CARDINALS

U of L 85, Wake Forest 76: What we learned

Jeff Greer
@jeffgreer_cj
Louisville's Montrezl Harrell (24) goes up to dunk past Wake Forest's Darius Leonard (13) during the first half of an NCAA college basketball game in Charlotte, N.C., Sunday, Jan. 4, 2015. (AP Photo/Chuck Burton)

The University of Louisville basketball team traveled to Winston-Salem, N.C., on Sunday and learned what Atlantic Coast Conference play will be like sometimes this season.

Yes, road games like Sunday night's 85-76 Louisville win at Wake Forest will happen. Because as much as Wake Forest has struggled in the past few years, the Demon Deacons are not USF. They are not UCF. They are not Houston.

Games like Sunday night's are exactly what were expected before the season started, before some of the ACC's preseason favorites started struggling. This was supposed to be the toughest league in the country, and some ACC coaches compared it to some of the toughest conferences in college basketball history.

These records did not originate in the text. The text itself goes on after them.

//! Test-only fixture records and a scriptable in-memory store used by the
//! unit test surfaces. Cross-crate scenario fixtures live in
//! `frostbind-testing-fixtures`.

use crate::{
    assoc::{Many, Relation, Single},
    bind::{self, BindError, Provided},
    model::{FieldKind, FieldModel, ModelDescriptor, RelationModel, RelationShape},
    row::{RelationSlot, RowRef},
    store::{CacheError, CacheService, Query, RecordStore, StoreError},
    traits::{Path, Record},
    types::Id,
    validate::{self, Validate, ValidateCtx, ValidateError},
    value::{FieldValue, Value},
};
use async_trait::async_trait;
use serde::{Deserialize, Serialize};
use std::{
    cell::{Cell, RefCell},
    collections::{BTreeMap, BTreeSet},
    rc::Rc,
    time::Duration,
};

///
/// Note
///

#[derive(Clone, Debug, Deserialize, PartialEq, Serialize)]
pub struct Note {
    #[serde(default)]
    pub id: Id<u64>,
    pub body: String,
    #[serde(default)]
    pub tags: Many<Tag>,
    #[serde(skip)]
    provided: Provided,
}

static NOTE_FIELDS: [FieldModel; 2] = [
    FieldModel {
        name: "id",
        kind: FieldKind::Uint,
    },
    FieldModel {
        name: "body",
        kind: FieldKind::Text,
    },
];

static NOTE_MODEL: ModelDescriptor = ModelDescriptor {
    path: Note::PATH,
    model_name: "note",
    identity: Some(&NOTE_FIELDS[0]),
    fields: &NOTE_FIELDS,
    relations: &[RelationModel {
        name: "tags",
        shape: RelationShape::Many,
        target_path: Tag::PATH,
    }],
};

impl Path for Note {
    const PATH: &'static str = "frostbind_core::test_fixtures::Note";
}

impl Validate for Note {
    fn validate(&self, ctx: &mut ValidateCtx) {
        if self.body.is_empty() {
            ctx.issue("body", "must not be empty");
        }
    }
}

impl Record for Note {
    const MODEL: &'static ModelDescriptor = &NOTE_MODEL;

    fn provided(&self) -> &Provided {
        &self.provided
    }

    fn identity_value(&self) -> Value {
        self.id.to_value()
    }

    fn field_values(&self) -> Vec<(&'static str, Value)> {
        vec![("id", self.id.to_value()), ("body", self.body.to_value())]
    }

    fn apply_field(&mut self, name: &str, value: &Value) -> Result<(), ValidateError> {
        match name {
            "id" => self.id.assign_from(Self::PATH, "id", value),
            "body" => {
                self.body = validate::field_from_value(Self::PATH, "body", value)?;
                Ok(())
            }
            _ => Err(ValidateError::UnknownField {
                model: Self::PATH,
                field: name.to_string(),
            }),
        }
    }

    fn relations(&self) -> Vec<(&'static str, &dyn Relation)> {
        vec![("tags", &self.tags)]
    }
}

impl Note {
    /// A plain value that has not gone through the construction protocol.
    pub fn detached(body: impl Into<String>) -> Self {
        Self {
            id: Id::unset(),
            body: body.into(),
            tags: Many::unloaded(),
            provided: Provided::unbound(),
        }
    }

    pub fn create(body: impl Into<String>) -> Result<Self, BindError> {
        let note = Self {
            id: Id::unset(),
            body: body.into(),
            tags: Many::unloaded(),
            provided: Provided::unbound(),
        };
        bind::construct(&note)?;

        Ok(note)
    }

    pub fn tags(&self) -> Result<&Many<Tag>, BindError> {
        bind::prepare_field::<Self, _>(&self.provided, &self.tags, "tags")
    }

    pub fn set_body(&mut self, body: impl Into<String>) {
        self.body = body.into();
        bind::write_field::<Self>(&self.provided, "body", &self.body.to_value());
    }

    pub fn set_id(&mut self, id: u64) -> Result<(), ValidateError> {
        self.id.set(Self::PATH, "id", id)?;
        bind::write_field::<Self>(&self.provided, "id", &Value::Uint(id));

        Ok(())
    }
}

///
/// Tag
///

#[derive(Clone, Debug, Deserialize, PartialEq, Serialize)]
pub struct Tag {
    #[serde(default)]
    pub id: Id<u64>,
    pub label: String,
    #[serde(default)]
    pub note: Single<Note>,
    #[serde(skip)]
    provided: Provided,
}

static TAG_FIELDS: [FieldModel; 2] = [
    FieldModel {
        name: "id",
        kind: FieldKind::Uint,
    },
    FieldModel {
        name: "label",
        kind: FieldKind::Text,
    },
];

static TAG_MODEL: ModelDescriptor = ModelDescriptor {
    path: Tag::PATH,
    model_name: "tag",
    identity: Some(&TAG_FIELDS[0]),
    fields: &TAG_FIELDS,
    relations: &[RelationModel {
        name: "note",
        shape: RelationShape::Single { required: true },
        target_path: Note::PATH,
    }],
};

impl Path for Tag {
    const PATH: &'static str = "frostbind_core::test_fixtures::Tag";
}

impl Validate for Tag {
    fn validate(&self, ctx: &mut ValidateCtx) {
        if self.label.is_empty() {
            ctx.issue("label", "must not be empty");
        }
    }
}

impl Record for Tag {
    const MODEL: &'static ModelDescriptor = &TAG_MODEL;

    fn provided(&self) -> &Provided {
        &self.provided
    }

    fn identity_value(&self) -> Value {
        self.id.to_value()
    }

    fn field_values(&self) -> Vec<(&'static str, Value)> {
        vec![("id", self.id.to_value()), ("label", self.label.to_value())]
    }

    fn apply_field(&mut self, name: &str, value: &Value) -> Result<(), ValidateError> {
        match name {
            "id" => self.id.assign_from(Self::PATH, "id", value),
            "label" => {
                self.label = validate::field_from_value(Self::PATH, "label", value)?;
                Ok(())
            }
            _ => Err(ValidateError::UnknownField {
                model: Self::PATH,
                field: name.to_string(),
            }),
        }
    }

    fn relations(&self) -> Vec<(&'static str, &dyn Relation)> {
        vec![("note", &self.note)]
    }
}

impl Tag {
    /// A plain value that has not gone through the construction protocol.
    pub fn detached(label: impl Into<String>) -> Self {
        Self {
            id: Id::unset(),
            label: label.into(),
            note: Single::unloaded(),
            provided: Provided::unbound(),
        }
    }

    pub fn create(label: impl Into<String>) -> Result<Self, BindError> {
        let tag = Self {
            id: Id::unset(),
            label: label.into(),
            note: Single::unloaded(),
            provided: Provided::unbound(),
        };
        bind::construct(&tag)?;

        Ok(tag)
    }

    pub fn note(&self) -> Result<&Single<Note>, BindError> {
        bind::prepare_field::<Self, _>(&self.provided, &self.note, "note")
    }
}

///
/// Draft
/// Fixture without a declared identity field, for capability tests.
///

#[derive(Clone, Debug, Default, Deserialize, PartialEq, Serialize)]
pub struct Draft {
    pub title: String,
    #[serde(skip)]
    provided: Provided,
}

static DRAFT_FIELDS: [FieldModel; 1] = [FieldModel {
    name: "title",
    kind: FieldKind::Text,
}];

static DRAFT_MODEL: ModelDescriptor = ModelDescriptor {
    path: Draft::PATH,
    model_name: "draft",
    identity: None,
    fields: &DRAFT_FIELDS,
    relations: &[],
};

impl Path for Draft {
    const PATH: &'static str = "frostbind_core::test_fixtures::Draft";
}

impl Validate for Draft {}

impl Record for Draft {
    const MODEL: &'static ModelDescriptor = &DRAFT_MODEL;

    fn provided(&self) -> &Provided {
        &self.provided
    }

    fn identity_value(&self) -> Value {
        Value::Null
    }

    fn field_values(&self) -> Vec<(&'static str, Value)> {
        vec![("title", self.title.to_value())]
    }

    fn apply_field(&mut self, name: &str, value: &Value) -> Result<(), ValidateError> {
        match name {
            "title" => {
                self.title = validate::field_from_value(Self::PATH, "title", value)?;
                Ok(())
            }
            _ => Err(ValidateError::UnknownField {
                model: Self::PATH,
                field: name.to_string(),
            }),
        }
    }

    fn relations(&self) -> Vec<(&'static str, &dyn Relation)> {
        Vec::new()
    }
}

///
/// ScriptedStore
///
/// In-memory store stub: scripted relation resolution keyed by row
/// address, fetch counters for load-once assertions, and an async-only
/// mode whose sync surface fails with `AwaitRequired`.
///

#[derive(Default)]
pub struct ScriptedStore {
    rows: RefCell<Vec<RowRef>>,
    scripts: RefCell<BTreeMap<(usize, String), RelationSlot>>,
    targets: RefCell<Option<BTreeSet<String>>>,
    pub relation_fetches: Cell<usize>,
    async_only: Cell<bool>,
    next_key: Cell<u64>,
}

impl ScriptedStore {
    pub fn new() -> Rc<Self> {
        Rc::new(Self {
            next_key: Cell::new(1),
            ..Self::default()
        })
    }

    /// Script the slot returned for one row's relation field.
    pub fn script_relation(&self, row: &RowRef, field: &str, slot: RelationSlot) {
        self.scripts
            .borrow_mut()
            .insert((Rc::as_ptr(row) as usize, field.to_string()), slot);
    }

    /// Restrict the accepted targets (default: accept all).
    pub fn restrict_targets(&self, targets: impl IntoIterator<Item = &'static str>) {
        *self.targets.borrow_mut() = Some(targets.into_iter().map(str::to_string).collect());
    }

    pub fn set_async_only(&self, value: bool) {
        self.async_only.set(value);
    }

    fn resolve(&self, row: &RowRef, field: &str) -> Result<RelationSlot, StoreError> {
        self.relation_fetches.set(self.relation_fetches.get() + 1);
        self.scripts
            .borrow()
            .get(&(Rc::as_ptr(row) as usize, field.to_string()))
            .cloned()
            .ok_or_else(|| StoreError::Backend {
                message: format!("no scripted relation for '{field}'"),
            })
    }
}

#[async_trait(?Send)]
impl RecordStore for ScriptedStore {
    fn has_target(&self, target: &str) -> bool {
        match &*self.targets.borrow() {
            Some(targets) => targets.contains(target),
            None => true,
        }
    }

    fn add(&self, row: &RowRef) -> Result<(), StoreError> {
        self.rows.borrow_mut().push(row.clone());
        Ok(())
    }

    fn get(&self, target: &str, key: &Value) -> Result<Option<RowRef>, StoreError> {
        let rows = self.rows.borrow();
        Ok(rows
            .iter()
            .find(|row| {
                let inner = row.borrow();
                inner.target() == target && inner.field("id") == Some(key)
            })
            .cloned())
    }

    fn execute(&self, query: &Query) -> Result<Vec<RowRef>, StoreError> {
        let rows = self.rows.borrow();
        let mut out: Vec<RowRef> = rows
            .iter()
            .filter(|row| {
                let inner = row.borrow();
                inner.target() == query.target()
                    && query
                        .filters()
                        .iter()
                        .all(|(field, value)| inner.field(field) == Some(value))
            })
            .cloned()
            .collect();
        if let Some(limit) = query.limit_hint() {
            out.truncate(limit);
        }

        Ok(out)
    }

    fn fetch_relation(&self, row: &RowRef, field: &str) -> Result<RelationSlot, StoreError> {
        if self.async_only.get() {
            return Err(StoreError::AwaitRequired {
                context: format!("relation '{field}' resolves on the async path only"),
            });
        }

        self.resolve(row, field)
    }

    fn flush(&self) -> Result<(), StoreError> {
        for row in self.rows.borrow().iter() {
            let mut inner = row.borrow_mut();
            let missing = inner.field("id").is_none_or(Value::is_null);
            if missing {
                let key = self.next_key.get();
                self.next_key.set(key + 1);
                inner.set_field("id", Value::Uint(key));
            }
        }

        Ok(())
    }

    fn commit(&self) -> Result<(), StoreError> {
        self.flush()
    }

    fn rollback(&self) -> Result<(), StoreError> {
        Ok(())
    }

    fn refresh(&self, _row: &RowRef) -> Result<(), StoreError> {
        Ok(())
    }

    fn expunge(&self, row: &RowRef) -> Result<(), StoreError> {
        self.rows.borrow_mut().retain(|r| !Rc::ptr_eq(r, row));
        Ok(())
    }

    fn enable_lazy_loads(&self, _row: &RowRef) -> Result<(), StoreError> {
        Ok(())
    }

    async fn fetch_relation_async(
        &self,
        row: &RowRef,
        field: &str,
    ) -> Result<RelationSlot, StoreError> {
        self.resolve(row, field)
    }
}

///
/// MemoryCache
/// Counting in-memory cache tier for cache-strategy tests.
///

#[derive(Default)]
pub struct MemoryCache {
    entries: RefCell<BTreeMap<String, Vec<u8>>>,
    pub sets: Cell<usize>,
    pub last_ttl: Cell<Option<Duration>>,
}

impl MemoryCache {
    pub fn new() -> Rc<Self> {
        Rc::new(Self::default())
    }

    pub fn contains(&self, key: &str) -> bool {
        self.entries.borrow().contains_key(key)
    }

    pub fn len(&self) -> usize {
        self.entries.borrow().len()
    }
}

impl CacheService for MemoryCache {
    fn get(&self, key: &str) -> Result<Option<Vec<u8>>, CacheError> {
        Ok(self.entries.borrow().get(key).cloned())
    }

    fn set(&self, key: &str, bytes: &[u8], ttl: Option<Duration>) -> Result<(), CacheError> {
        self.sets.set(self.sets.get() + 1);
        self.last_ttl.set(ttl);
        self.entries.borrow_mut().insert(key.to_string(), bytes.to_vec());
        Ok(())
    }

    fn delete(&self, key: &str) -> Result<(), CacheError> {
        self.entries.borrow_mut().remove(key);
        Ok(())
    }

    fn delete_matching(&self, pattern: &str) -> Result<(), CacheError> {
        let prefix = pattern.strip_suffix('*').unwrap_or(pattern);
        self.entries
            .borrow_mut()
            .retain(|key, _| !key.starts_with(prefix));
        Ok(())
    }
}
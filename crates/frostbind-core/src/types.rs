//! Field types owned by the core: the set-once identity cell.

use crate::{
    validate::ValidateError,
    value::{FieldValue, Value},
};
use serde::{Deserialize, Serialize};
use std::fmt;

///
/// Id
///
/// Set-once identity field. Frozen after the first non-null assignment;
/// the store-assigned key flows back in through the same gate.
///

#[derive(Clone, Deserialize, Eq, Hash, PartialEq, Serialize)]
#[serde(transparent)]
pub struct Id<K> {
    value: Option<K>,
}

impl<K> Id<K> {
    /// An unassigned identity.
    #[must_use]
    pub const fn unset() -> Self {
        Self { value: None }
    }

    /// An identity assigned at construction.
    #[must_use]
    pub const fn new(key: K) -> Self {
        Self { value: Some(key) }
    }

    #[must_use]
    pub const fn get(&self) -> Option<&K> {
        self.value.as_ref()
    }

    #[must_use]
    pub const fn is_set(&self) -> bool {
        self.value.is_some()
    }
}

impl<K: FieldValue + PartialEq> Id<K> {
    /// Assign the identity. Fails once a non-null value is present.
    pub fn set(&mut self, model: &'static str, field: &str, key: K) -> Result<(), ValidateError> {
        if self.value.is_some() {
            return Err(ValidateError::IdentityReassigned {
                model,
                field: field.to_string(),
            });
        }

        self.value = Some(key);
        Ok(())
    }

    /// Absorb an identity from the dynamic boundary (revalidate, absorb).
    ///
    /// Re-assigning the identical value is a no-op; anything else after the
    /// first assignment is a reassignment failure.
    pub fn assign_from(
        &mut self,
        model: &'static str,
        field: &str,
        value: &Value,
    ) -> Result<(), ValidateError> {
        if value.is_null() {
            return Ok(());
        }

        let key: K = crate::validate::field_from_value(model, field, value)?;
        if let Some(current) = &self.value {
            if *current == key {
                return Ok(());
            }
            return Err(ValidateError::IdentityReassigned {
                model,
                field: field.to_string(),
            });
        }

        self.value = Some(key);
        Ok(())
    }
}

impl<K: FieldValue> Id<K> {
    /// Project into the dynamic boundary (`Null` when unset).
    #[must_use]
    pub fn to_value(&self) -> Value {
        match &self.value {
            Some(key) => key.to_value(),
            None => Value::Null,
        }
    }
}

impl<K> Default for Id<K> {
    fn default() -> Self {
        Self::unset()
    }
}

impl<K: fmt::Debug> fmt::Debug for Id<K> {
    fn fmt(&self, f: &mut fmt::Formatter<'_>) -> fmt::Result {
        match &self.value {
            Some(key) => write!(f, "Id({key:?})"),
            None => f.write_str("Id(unset)"),
        }
    }
}

#[cfg(test)]
mod tests {
    use super::*;

    #[test]
    fn set_once_then_frozen() {
        let mut id = Id::<u64>::unset();
        assert!(!id.is_set());

        id.set("tests::T", "id", 1).unwrap();
        assert_eq!(id.get(), Some(&1));

        let err = id.set("tests::T", "id", 2).unwrap_err();
        assert!(matches!(err, ValidateError::IdentityReassigned { .. }));
    }

    #[test]
    fn assign_from_is_idempotent_for_equal_values() {
        let mut id = Id::<u64>::new(9);
        id.assign_from("tests::T", "id", &Value::Uint(9)).unwrap();

        let err = id
            .assign_from("tests::T", "id", &Value::Uint(10))
            .unwrap_err();
        assert!(matches!(err, ValidateError::IdentityReassigned { .. }));
    }

    #[test]
    fn assign_from_ignores_null() {
        let mut id = Id::<u64>::unset();
        id.assign_from("tests::T", "id", &Value::Null).unwrap();
        assert!(!id.is_set());
    }

    #[test]
    fn serde_is_transparent() {
        let id = Id::<u64>::new(4);
        let json = serde_json::to_value(&id).unwrap();
        assert_eq!(json, serde_json::json!(4));

        let back: Id<u64> = serde_json::from_value(serde_json::json!(null)).unwrap();
        assert!(!back.is_set());
    }
}
use crate::{
    assoc::{
        AssocError, OwnerLink, Relation, invalid_value, materialize_err, resolve_slot,
        resolve_slot_async, strategy_err, unbound,
    },
    materialize,
    model::RelationShape,
    row::RelationSlot,
    traits::Record,
    validate,
};
use serde::{Deserialize, Serialize};
use std::{cell::RefCell, fmt, rc::Rc};

///
/// Single
///
/// Optional reference to at most one related record, lazily materialized
/// from the owner's persisted relation slot on first read and written
/// through on assignment.
///

pub struct Single<T: Record> {
    state: RefCell<State<T>>,
}

struct State<T> {
    loaded: bool,
    owner: Option<OwnerLink>,
    payload: Option<Rc<T>>,
}

impl<T: Record> Single<T> {
    /// An empty, unloaded association.
    #[must_use]
    pub const fn unloaded() -> Self {
        Self {
            state: RefCell::new(State {
                loaded: false,
                owner: None,
                payload: None,
            }),
        }
    }

    /// An unloaded association carrying an initial payload. The payload's
    /// counterpart is pushed onto the owner's row at `prepare` time.
    #[must_use]
    pub fn with_value(value: T) -> Self {
        Self::with_shared(Rc::new(value))
    }

    #[must_use]
    pub fn with_shared(value: Rc<T>) -> Self {
        Self {
            state: RefCell::new(State {
                loaded: false,
                owner: None,
                payload: Some(value),
            }),
        }
    }

    #[must_use]
    pub fn is_loaded(&self) -> bool {
        self.state.borrow().loaded
    }

    fn link(&self) -> Option<OwnerLink> {
        self.state.borrow().owner.clone()
    }

    /// Current payload, materializing on first read.
    ///
    /// An association whose owner has not been bound yet (e.g. mid-copy)
    /// returns its local payload without materializing.
    pub fn get(&self) -> Result<Option<Rc<T>>, AssocError> {
        {
            let st = self.state.borrow();
            if st.loaded || st.owner.is_none() {
                return Ok(st.payload.clone());
            }
        }

        self.load()?;

        Ok(self.state.borrow().payload.clone())
    }

    /// Async twin of [`Single::get`]: identical semantics plus the store
    /// scheduler handoff for deferred slots.
    pub async fn get_async(&self) -> Result<Option<Rc<T>>, AssocError> {
        {
            let st = self.state.borrow();
            if st.loaded || st.owner.is_none() {
                return Ok(st.payload.clone());
            }
        }

        self.load_async().await?;

        Ok(self.state.borrow().payload.clone())
    }

    /// Assign the related value, writing through to the persisted side in
    /// the same operation. `None` is rejected for required relations.
    pub fn set(&self, value: Option<Rc<T>>) -> Result<(), AssocError> {
        let Some(link) = self.link() else {
            return Err(unbound::<T>("Single"));
        };

        if value.is_none() && link.required() {
            return Err(AssocError::RequiredRelation {
                owner: link.owner_path(),
                field: link.field_name(),
            });
        }
        if let Some(v) = &value {
            validate::validate(&**v).map_err(|err| invalid_value(&link, err))?;
        }

        // Persisted side first; a failure leaves the payload untouched.
        if let Some(row) = link.row() {
            let target = match &value {
                Some(v) => materialize::counterpart(&**v).map_err(|err| strategy_err(&link, err))?,
                None => None,
            };
            row.borrow_mut()
                .set_relation(link.field_name(), RelationSlot::One(target));
        }

        let mut st = self.state.borrow_mut();
        st.payload = value;
        st.loaded = true;

        Ok(())
    }

    /// Convenience for [`Single::set`] with an owned value.
    pub fn set_value(&self, value: T) -> Result<(), AssocError> {
        self.set(Some(Rc::new(value)))
    }

    /// Materialize from the persisted side.
    ///
    /// When the slot carries a concrete row, it is validated into the
    /// payload; otherwise the local payload is validated and its
    /// counterpart pushed out. Failures leave `loaded == false`.
    pub fn load(&self) -> Result<(), AssocError> {
        let Some(link) = self.link() else {
            return Err(unbound::<T>("Single"));
        };

        let slot = match link.row() {
            Some(row) => Some(resolve_slot(&link, &row, self.shape())?),
            None => None,
        };

        self.finish_load(&link, slot)
    }

    /// Async twin of [`Single::load`].
    pub async fn load_async(&self) -> Result<(), AssocError> {
        let Some(link) = self.link() else {
            return Err(unbound::<T>("Single"));
        };

        let slot = match link.row() {
            Some(row) => Some(resolve_slot_async(&link, &row, self.shape()).await?),
            None => None,
        };

        self.finish_load(&link, slot)
    }

    // Synchronous tail shared by both load paths; runs after any I/O.
    fn finish_load(&self, link: &OwnerLink, slot: Option<RelationSlot>) -> Result<(), AssocError> {
        match slot {
            Some(RelationSlot::One(Some(target))) => {
                let instance = materialize::record::<T>(&target)
                    .map_err(|err| materialize_err(link, err))?;

                tracing::debug!(
                    owner = link.owner_path(),
                    field = link.field_name(),
                    "single association materialized"
                );

                let mut st = self.state.borrow_mut();
                st.payload = Some(instance);
                st.loaded = true;
                Ok(())
            }
            Some(RelationSlot::One(None)) | None => {
                // No concrete persisted object: validate the local payload
                // and push its counterpart onto the persisted side.
                let payload = self.state.borrow().payload.clone();
                if let Some(value) = payload {
                    validate::validate(&*value).map_err(|err| invalid_value(link, err))?;

                    if let Some(row) = link.row() {
                        let counterpart = materialize::counterpart(&*value)
                            .map_err(|err| strategy_err(link, err))?;
                        if let Some(counterpart) = counterpart {
                            row.borrow_mut().set_relation(
                                link.field_name(),
                                RelationSlot::One(Some(counterpart)),
                            );
                        }
                    }
                }

                self.state.borrow_mut().loaded = true;
                Ok(())
            }
            Some(_) => Err(AssocError::ShapeMismatch {
                owner: link.owner_path(),
                field: link.field_name(),
                expected: "a single-valued slot",
            }),
        }
    }
}

impl<T: Record> Relation for Single<T> {
    fn prepare(&self, link: OwnerLink) -> Result<(), AssocError> {
        {
            let mut st = self.state.borrow_mut();
            if st.owner.is_some() {
                return Ok(());
            }
            st.owner = Some(link.clone());
            if st.loaded {
                return Ok(());
            }
        }

        // Eager initial sync: a construction-supplied payload's counterpart
        // lands on the owner row now. Does not mark the wrapper loaded.
        let payload = self.state.borrow().payload.clone();
        if let (Some(value), Some(row)) = (payload, link.row()) {
            let counterpart =
                materialize::counterpart(&*value).map_err(|err| strategy_err(&link, err))?;
            if let Some(counterpart) = counterpart {
                row.borrow_mut()
                    .set_relation(link.field_name(), RelationSlot::One(Some(counterpart)));
            }
        }

        Ok(())
    }

    fn loaded(&self) -> bool {
        self.is_loaded()
    }

    fn invalidate(&self) {
        self.state.borrow_mut().loaded = false;
    }

    fn shape(&self) -> RelationShape {
        self.link()
            .and_then(|link| link.relation().map(|r| r.shape))
            .unwrap_or(RelationShape::Single { required: false })
    }
}

impl<T: Record> Default for Single<T> {
    fn default() -> Self {
        Self::unloaded()
    }
}

impl<T: Record> Clone for Single<T> {
    fn clone(&self) -> Self {
        let st = self.state.borrow();

        // Copies keep payload and load state but rebind to their new owner
        // on first access through the accessor protocol.
        Self {
            state: RefCell::new(State {
                loaded: st.loaded,
                owner: None,
                payload: st.payload.clone(),
            }),
        }
    }
}

// Value equality compares payloads only; binding and load state are
// handle-local and never part of record equality.
impl<T: Record> PartialEq for Single<T> {
    fn eq(&self, other: &Self) -> bool {
        let a = self.state.borrow();
        let b = other.state.borrow();
        match (&a.payload, &b.payload) {
            (Some(x), Some(y)) => **x == **y,
            (None, None) => true,
            _ => false,
        }
    }
}

impl<T: Record> fmt::Debug for Single<T> {
    fn fmt(&self, f: &mut fmt::Formatter<'_>) -> fmt::Result {
        let st = self.state.borrow();
        f.debug_struct("Single")
            .field("loaded", &st.loaded)
            .field("payload", &st.payload.is_some())
            .finish()
    }
}

impl<T: Record> Serialize for Single<T> {
    fn serialize<S>(&self, serializer: S) -> Result<S::Ok, S::Error>
    where
        S: serde::Serializer,
    {
        let st = self.state.borrow();
        match &st.payload {
            Some(value) => serializer.serialize_some(&**value),
            None => serializer.serialize_none(),
        }
    }
}

impl<'de, T: Record> Deserialize<'de> for Single<T> {
    fn deserialize<D>(deserializer: D) -> Result<Self, D::Error>
    where
        D: serde::Deserializer<'de>,
    {
        Option::<T>::deserialize(deserializer).map(|opt| match opt {
            Some(value) => Self::with_value(value),
            None => Self::unloaded(),
        })
    }
}
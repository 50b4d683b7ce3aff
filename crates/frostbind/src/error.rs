use derive_more::Display;
use frostbind_core::error::{
    Error as CoreError, ErrorClass as CoreErrorClass, ErrorOrigin as CoreErrorOrigin,
};
use serde::{Deserialize, Serialize};
use thiserror::Error as ThisError;

///
/// Error
/// Public error type with a stable kind + origin taxonomy.
///

#[derive(Clone, Debug, Deserialize, Serialize, ThisError)]
#[error("{message}")]
pub struct Error {
    pub kind: ErrorKind,
    pub origin: ErrorOrigin,
    pub message: String,
}

impl Error {
    pub fn new(kind: ErrorKind, origin: ErrorOrigin, message: impl Into<String>) -> Self {
        Self {
            kind,
            origin,
            message: message.into(),
        }
    }

    #[must_use]
    pub const fn is_retryable(&self) -> bool {
        matches!(self.kind, ErrorKind::Suspended)
    }
}

impl From<CoreError> for Error {
    fn from(err: CoreError) -> Self {
        Self::new(err.class.into(), err.origin.into(), err.message)
    }
}

///
/// ErrorKind
/// Public error taxonomy for callers.
///

#[derive(Clone, Copy, Debug, Deserialize, Eq, PartialEq, Serialize)]
pub enum ErrorKind {
    /// Field or relation validation failed; the input is wrong.
    Validation,

    /// A must-exist lookup found nothing.
    NotFound,

    /// Registration or state conflict at setup time.
    Conflict,

    /// The operation is not supported, by design.
    Unsupported,

    /// A load could not complete synchronously; a corrected retry (e.g.
    /// awaiting, or eager-loading options) is safe.
    Suspended,

    /// The caller cannot remediate this.
    Internal,
}

impl From<CoreErrorClass> for ErrorKind {
    fn from(class: CoreErrorClass) -> Self {
        match class {
            CoreErrorClass::Validation => Self::Validation,
            CoreErrorClass::NotFound => Self::NotFound,
            CoreErrorClass::Conflict => Self::Conflict,
            CoreErrorClass::Unsupported => Self::Unsupported,
            CoreErrorClass::Suspended => Self::Suspended,
            CoreErrorClass::Internal => Self::Internal,
        }
    }
}

///
/// ErrorOrigin
/// Public origin taxonomy for callers.
///

#[derive(Clone, Copy, Debug, Deserialize, Display, Eq, PartialEq, Serialize)]
pub enum ErrorOrigin {
    Assoc,
    Bind,
    Strategy,
    Store,
    Cache,
    Query,
    Validate,
    Serialize,
}

impl From<CoreErrorOrigin> for ErrorOrigin {
    fn from(origin: CoreErrorOrigin) -> Self {
        match origin {
            CoreErrorOrigin::Assoc => Self::Assoc,
            CoreErrorOrigin::Bind => Self::Bind,
            CoreErrorOrigin::Strategy => Self::Strategy,
            CoreErrorOrigin::Store => Self::Store,
            CoreErrorOrigin::Cache => Self::Cache,
            CoreErrorOrigin::Query => Self::Query,
            CoreErrorOrigin::Validate => Self::Validate,
            CoreErrorOrigin::Serialize => Self::Serialize,
        }
    }
}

So fifth-ranked Louisville (13-1) showed up, the new kids on the block in their ACC debut, and took Wake Forest's best punch. It wasn't pretty. It wasn't the defensive special for which U of L has become known in recent years.

Game Rewind:Re-live Louisville's ACC debut win at Wake

Instead, what Louisville discovered on Sunday is what its offense looks like when Chris Jones is creating shots for teammates, when an increasingly confident Shaqquan Aaron's hitting shots and when Montrezl Harrell's assertive and engaged.

Of course U of L coach Rick Pitino will be unhappy with his team's defense, which ranked second in the nation in efficiency before the game.

At one point Sunday night, Wake Forest (8-7) shot its way into the 60s in field-goal percentage. The Deacs got easy baskets in transition, and rangy forward Devin Thomas hustled in 31 points and 11 rebounds. They only turned the ball over on 17 percent of their possessions, which is nine percentage points below Louisville's defensive turnover rate this season.

Himmelsbach:Louisville's ACC membership a perfect match

But Jones, Harrell, Aaron and Terry Rozier each had their takeover moments, and Lousiville got its debut ACC win. The road gets much tougher soon, but Sunday should give U of L some confidence that it can win on the road in its new league.

Now the Cards have to just figure out how to put everything together against the Dukes, North Carolinas and Virginias of the league.

Chris Jones received the message. Louisville's 5-foot-10 senior point guard saw his minutes slashed and lost his starting job after the Flop Heard 'Round the World against Kentucky. Pitino repeatedly said in the week after the incident that "we don't do that here" at Louisville. On Friday, Pitino was certain Jones got his message about maturity, about generating offense and about being a team player. Jones responded rather emphatically, with his first double-double (22 points, 10 assists) of his college career.

Terry Rozier's importance. When Louisville's scoring guard left the game with foul trouble, it was painfully clear how important his assertiveness and confidence are to the Cards' offensive flow. He finds cracks in defenses and gets to the basket. He's hitting his open jumpers now, and he's making things easier on himself every game. When he and Jones play that well together on offense, Louisville's tough to beat.

Related:Inside Terry Rozier's offensive emergence

Shaqquan Aaron's (second) coming-out party. The first true introduction for the 6-foot-7 freshman win was a pull-up transition 3-pointer in The Game against UK. No rebounders, no problem. He rattled the triple in. On Sunday, Aaron looked like the four-star prospect Louisville thought it had when he signed. He only sees a green light on offense, and his confidence won't run low any time soon. The freshman rang up 11 critical bench points, and he helped in other areas, grabbing five rebounds and following his rotations for the most part on defense.

Still searching for a center. As good as Aaron was, U of L still doesn't really have a firm answer at center. It's only Jan. 4, so that's fine. But the answers need to come soon. Anas Mahmoud's started there the past two games, and he's looked sharp at times. He didn't have much of an impact on Sunday, and he didn't even attempt a shot. His best moments came with his interior passing -- he had three assists. To compound the issues at the 5, Chinanu Onuaku and Mangok Mathiang combined for zero points and one shot attempt. Mahmoud and Mathiang grabbed eight rebounds, but Sunday's performance from the the Cards' traditional centers made Pitino's late-game rotation of Jones, Rozier, Aaron, Blackshear and Harrell look that much better.

What's next? Louisville plays its ACC home debut against Clemson Wednesday night, a winnable game for U of L against a Tigers team that beat LSU but has struggled to find any offensive moxie this season. That first true big-name road trip (at UNC next weekend) looms large in the near future.